My parents took me out to dinner the night I got home from Many Point. Before we went to the restaurant I made them stop at Target so I could drop off the several rolls of film I had taken at camp. At dinner I tried to make them understand the magic of that place, the kindness and humor of the counselors, the sounds of the loons on the lake and the
stars that shone in the inky night sky. I didn’t tell them about Christopher, though I’m sure they could tell something was up. I had never been so excited or chatty before about anything. To their credit, they didn’t pressure me for any details.

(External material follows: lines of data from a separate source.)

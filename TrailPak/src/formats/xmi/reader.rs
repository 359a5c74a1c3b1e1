//! XMIDI container reader
//!
//! The `FORM XDIR` container is read in full first, then the rest of the
//! buffer is read as the `CAT XMID` song container.

use byteorder::{ByteOrder, LittleEndian};

use super::chunk::{Chunk, ChunkReader, ChunkTag, ContainerType, nesting};
use super::events::decode_events;
use super::{BranchPoint, MusicAsset, MusicSequence, SongOutcome, Timbre, TimbreTable, XmiOptions};
use crate::error::MusicDecodeError;

/// Size of one `RBRN` record
const BRANCH_RECORD_SIZE: usize = 6;

/// Decode every song of an XMIDI file
///
/// Container-level problems fail the whole asset. A problem inside one song
/// only fails that song; the remaining songs are still decoded.
///
/// # Errors
/// Returns a [`MusicDecodeError`] if the container structure is invalid or it
/// holds no songs.
pub fn transcode(data: &[u8], options: &XmiOptions) -> Result<MusicAsset, MusicDecodeError> {
    let mut top = ChunkReader::new(data, 0);

    let directory = expect_container(&mut top, ChunkTag::Form, ContainerType::Xdir, "FORM")?;
    let declared_songs = read_song_count(&directory)?;

    let catalog = expect_container(&mut top, ChunkTag::Cat, ContainerType::Xmid, "CAT ")?;
    if !top.is_at_end() {
        tracing::warn!(
            "Ignoring {} bytes after the song container",
            data.len() - top.position()
        );
    }

    if declared_songs == 0 {
        return Err(MusicDecodeError::NoSongs);
    }

    let mut songs = Vec::new();
    let mut children = catalog.children();
    while let Some(next) = children.next_chunk() {
        let song_index = songs.len();
        let outcome = next
            .and_then(|form| expect_song_form(&form).map(|()| form))
            .and_then(|form| decode_song(&form, song_index, options));

        match outcome {
            Ok(sequence) => songs.push(SongOutcome::Decoded(sequence)),
            Err(error) => {
                tracing::warn!("Song {} failed: {}", song_index, error);
                songs.push(SongOutcome::Failed { song_index, error });
            }
        }
    }

    if songs.is_empty() {
        return Err(MusicDecodeError::NoSongs);
    }
    if songs.len() != usize::from(declared_songs) {
        tracing::warn!(
            "Container declares {} songs but holds {}",
            declared_songs,
            songs.len()
        );
    }

    Ok(MusicAsset {
        declared_songs,
        songs,
    })
}

/// Read the next top-level chunk and check its tag and container type
fn expect_container<'a>(
    reader: &mut ChunkReader<'a>,
    tag: ChunkTag,
    container: ContainerType,
    name: &'static str,
) -> Result<Chunk<'a>, MusicDecodeError> {
    let offset = reader.position();
    let chunk = reader
        .next_chunk()
        .ok_or(MusicDecodeError::MissingChunk { tag: name })??;

    if chunk.tag != tag || chunk.container != Some(container) {
        return Err(nesting(
            offset,
            format!(
                "expected {} {:?}, found {} {:?}",
                tag.as_str(),
                container,
                chunk.tag.as_str(),
                chunk.container
            ),
        ));
    }
    Ok(chunk)
}
//! IFF chunk reader with a fixed tag schema

use byteorder::{BigEndian, ByteOrder};

use crate::error::MusicDecodeError;

/// Size of a chunk header (tag + big-endian size)
pub(crate) const CHUNK_HEADER_SIZE: usize = 8;

/// Every chunk tag an XMIDI file may contain
#[derive(Debug, Clone, Copy, PartialEq, Eq)]
pub(crate) enum ChunkTag {
    Form,
    Cat,
    Info,
    Timb,
    Rbrn,
    Evnt,
}

impl ChunkTag {
    fn from_bytes(tag: [u8; 4]) -> Option<Self> {
        match &tag {
            b"FORM" => Some(Self::Form),
            b"CAT " => Some(Self::Cat),
            b"INFO" => Some(Self::Info),
            b"TIMB" => Some(Self::Timb),
            b"RBRN" => Some(Self::Rbrn),
            b"EVNT" => Some(Self::Evnt),
            _ => None,
        }
    }

    pub(crate) fn as_str(self) -> &'static str {
        match self {
            Self::Form => "FORM",
            Self::Cat => "CAT ",
            Self::Info => "INFO",
            Self::Timb => "TIMB",
            Self::Rbrn => "RBRN",
            Self::Evnt => "EVNT",
        }
    }

    /// Containers carry a 4-byte type before their children
    fn is_container(self) -> bool {
        matches!(self, Self::Form | Self::Cat)
    }
}

/// Container type of a `FORM` or `CAT ` chunk
#[derive(Debug, Clone, Copy, PartialEq, Eq)]
pub(crate) enum ContainerType {
    Xdir,
    Xmid,
}

impl ContainerType {
    fn from_bytes(kind: [u8; 4]) -> Option<Self> {
        match &kind {
            b"XDIR" => Some(Self::Xdir),
            b"XMID" => Some(Self::Xmid),
            _ => None,
        }
    }
}

/// One chunk borrowed from the input buffer
#[derive(Debug, Clone, Copy)]
pub(crate) struct Chunk<'a> {
    pub tag: ChunkTag,
    /// Container type, for `FORM` and `CAT ` chunks
    pub container: Option<ContainerType>,
    /// Offset of the chunk header in the whole buffer
    pub offset: usize,
    /// Body (after the container type, for containers)
    pub body: &'a [u8],
    /// Offset of `body` in the whole buffer
    pub body_offset: usize,
}

impl<'a> Chunk<'a> {
    /// Reader over the children of a container chunk
    pub(crate) fn children(&self) -> ChunkReader<'a> {
        ChunkReader::new(self.body, self.body_offset)
    }
}

/// Sequential reader over sibling chunks
pub(crate) struct ChunkReader<'a> {
    data: &'a [u8],
    pos: usize,
    /// Offset of `data` in the whole buffer
    base: usize,
}

impl<'a> ChunkReader<'a> {
    pub(crate) fn new(data: &'a [u8], base: usize) -> Self {
        Self { data, pos: 0, base }
    }

    /// Offset of the next unread byte in the whole buffer
    pub(crate) fn position(&self) -> usize {
        self.base + self.pos
    }

    pub(crate) fn is_at_end(&self) -> bool {
        self.pos >= self.data.len()
    }

    /// Read the next chunk, or `None` at the end of the parent
    ///
    /// A chunk with a readable size is always stepped over, so an unknown
    /// tag or container type does not hide the siblings after it. Framing
    /// errors end the reader.
    pub(crate) fn next_chunk(&mut self) -> Option<Result<Chunk<'a>, MusicDecodeError>> {
        if self.is_at_end() {
            return None;
        }
        let offset = self.position();
        let remaining = &self.data[self.pos..];
        if remaining.len() < CHUNK_HEADER_SIZE {
            self.pos = self.data.len();
            return Some(Err(nesting(
                offset,
                format!("{} bytes left, chunk header needs 8", remaining.len()),
            )));
        }

        let mut raw_tag = [0u8; 4];
        raw_tag.copy_from_slice(&remaining[..4]);
        let size = BigEndian::read_u32(&remaining[4..8]) as usize;
        let available = remaining.len() - CHUNK_HEADER_SIZE;
        if size > available {
            self.pos = self.data.len();
            return Some(Err(nesting(
                offset,
                format!(
                    "{} chunk claims {size} bytes, parent has {available} left",
                    String::from_utf8_lossy(&raw_tag)
                ),
            )));
        }

        // Bodies are padded to even length; a missing final pad byte is tolerated
        let padded = size + (size & 1);
        self.pos = (self.pos + CHUNK_HEADER_SIZE + padded).min(self.data.len());

        let body = &remaining[CHUNK_HEADER_SIZE..CHUNK_HEADER_SIZE + size];
        Some(Self::parse_chunk(raw_tag, offset, body))
    }

    /// Check the tag and container type of a framed chunk
    fn parse_chunk(
        raw_tag: [u8; 4],
        offset: usize,
        body: &'a [u8],
    ) -> Result<Chunk<'a>, MusicDecodeError> {
        let tag = ChunkTag::from_bytes(raw_tag)
            .ok_or(MusicDecodeError::UnknownChunkTag { tag: raw_tag, offset })?;

        let mut body = body;
        let mut body_offset = offset + CHUNK_HEADER_SIZE;
        let mut container = None;

        if tag.is_container() {
            if body.len() < 4 {
                return Err(nesting(
                    offset,
                    format!("{} chunk too small for a container type", tag.as_str()),
                ));
            }
            let mut raw_kind = [0u8; 4];
            raw_kind.copy_from_slice(&body[..4]);
            container = Some(ContainerType::from_bytes(raw_kind).ok_or(
                MusicDecodeError::UnknownChunkTag {
                    tag: raw_kind,
                    offset: body_offset,
                },
            )?);
            body = &body[4..];
            body_offset += 4;
        }

        tracing::debug!("Chunk {} at {}, {} bytes", tag.as_str(), offset, body.len());

        Ok(Chunk {
            tag,
            container,
            offset,
            body,
            body_offset,
        })
    }
}

pub(crate) fn nesting(offset: usize, reason: String) -> MusicDecodeError {
    MusicDecodeError::MalformedChunkNesting { offset, reason }
}

#[cfg(test)]
mod tests {
    use super::*;

    fn chunk(tag: &[u8; 4], body: &[u8]) -> Vec<u8> {
        let mut out = tag.to_vec();
        out.extend_from_slice(&(body.len() as u32).to_be_bytes());
        out.extend_from_slice(body);
        if body.len() % 2 == 1 {
            out.push(0);
        }
        out
    }

    #[test]
    fn test_reads_siblings_with_padding() {
        let mut data = chunk(b"TIMB", &[1, 0, 5]);
        data.extend(chunk(b"EVNT", &[0xFF, 0x2F, 0x00, 0x00]));

        let mut reader = ChunkReader::new(&data, 100);
        let first = reader.next_chunk().unwrap().unwrap();
        assert_eq!(first.tag, ChunkTag::Timb);
        assert_eq!(first.body, &[1, 0, 5]);
        assert_eq!(first.body_offset, 108);

        let second = reader.next_chunk().unwrap().unwrap();
        assert_eq!(second.tag, ChunkTag::Evnt);
        assert_eq!(second.offset, 112);
        assert!(reader.next_chunk().is_none());
    }

    #[test]
    fn test_container_type() {
        let data = chunk(b"FORM", b"XMIDEVNT\0\0\0\0");
        let mut reader = ChunkReader::new(&data, 0);
        let form = reader.next_chunk().unwrap().unwrap();
        assert_eq!(form.container, Some(ContainerType::Xmid));

        let mut children = form.children();
        let evnt = children.next_chunk().unwrap().unwrap();
        assert_eq!(evnt.tag, ChunkTag::Evnt);
        assert!(evnt.body.is_empty());
    }

    #[test]
    fn test_unknown_tag() {
        let data = chunk(b"JUNK", &[0, 0]);
        let mut reader = ChunkReader::new(&data, 0);
        assert!(matches!(
            reader.next_chunk(),
            Some(Err(MusicDecodeError::UnknownChunkTag { tag, offset: 0 })) if &tag == b"JUNK"
        ));
        assert!(reader.next_chunk().is_none());
    }

    #[test]
    fn test_reading_continues_after_unknown_tags() {
        let mut data = chunk(b"JUNK", &[1, 2, 3]);
        data.extend(chunk(b"FORM", b"XXXXEVNT\0\0\0\0"));
        data.extend(chunk(b"EVNT", &[0xFF, 0x2F, 0x00]));
        let mut reader = ChunkReader::new(&data, 0);

        assert!(matches!(
            reader.next_chunk(),
            Some(Err(MusicDecodeError::UnknownChunkTag { tag, offset: 0 })) if &tag == b"JUNK"
        ));
        assert!(matches!(
            reader.next_chunk(),
            Some(Err(MusicDecodeError::UnknownChunkTag { tag, offset: 20 })) if &tag == b"XXXX"
        ));
        let evnt = reader.next_chunk().unwrap().unwrap();
        assert_eq!(evnt.tag, ChunkTag::Evnt);
        assert_eq!(evnt.offset, 32);
        assert!(reader.next_chunk().is_none());
    }

    #[test]
    fn test_child_past_parent() {
        let mut data = b"EVNT".to_vec();
        data.extend_from_slice(&100u32.to_be_bytes());
        data.extend_from_slice(&[0; 10]);
        let mut reader = ChunkReader::new(&data, 0);
        assert!(matches!(
            reader.next_chunk(),
            Some(Err(MusicDecodeError::MalformedChunkNesting { offset: 0, .. }))
        ));
        assert!(reader.next_chunk().is_none());
    }
}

It was pouring rain when we stopped back at Target after dinner. I ran out of the store with my pictures stuffed under my shirt to keep them dry. In the backseat I flipped past sunny days and silly poses of my friend and I in our cabin, until I found the few snapshots I had gotten of Christopher. Christopher climbing into a canoe and holding the side so I could step in safely, Christopher at the campfire, Christopher and I standing beside a wall of pine trees, our shoulders barely touching. I looked at the photos constantly while I waited for my phone to ring.
He called, just as he had promised, and before long Christopher was part of my every day life. It was incredible to have a crush out in the open, to have it reciprocated. Maybe it’s like this for every teenager the first time they fall in love, and maybe there are a few couples who are different. Couples who, when they say they love each other, actually mean what they’re saying. I believe Christopher and I meant it. We lived forty minutes apart and we were too young to drive, so the only connection we had grew from our conversations.
My parents met Christopher on Halloween. They had agreed to let me go on a date to one of those places with haunted houses and trail rides. There were hundreds of cars outside the entrance dropping off hundreds of teenagers. My parents were nervous about leaving me in the crowd to meet someone they didn’t know, so Christopher had been instructed to find our car so he could meet my parents and reassure them he wasn’t a psycho.
We waited for a long time in a line of honking cars before he finally appeared. He had cut his shaggy hair off and what was left was styled into short spikes. A section in front, the one that had been white since he was a little kid, was dyed dark blue. He was cuter than I remembered and I couldn’t get out of the car fast enough.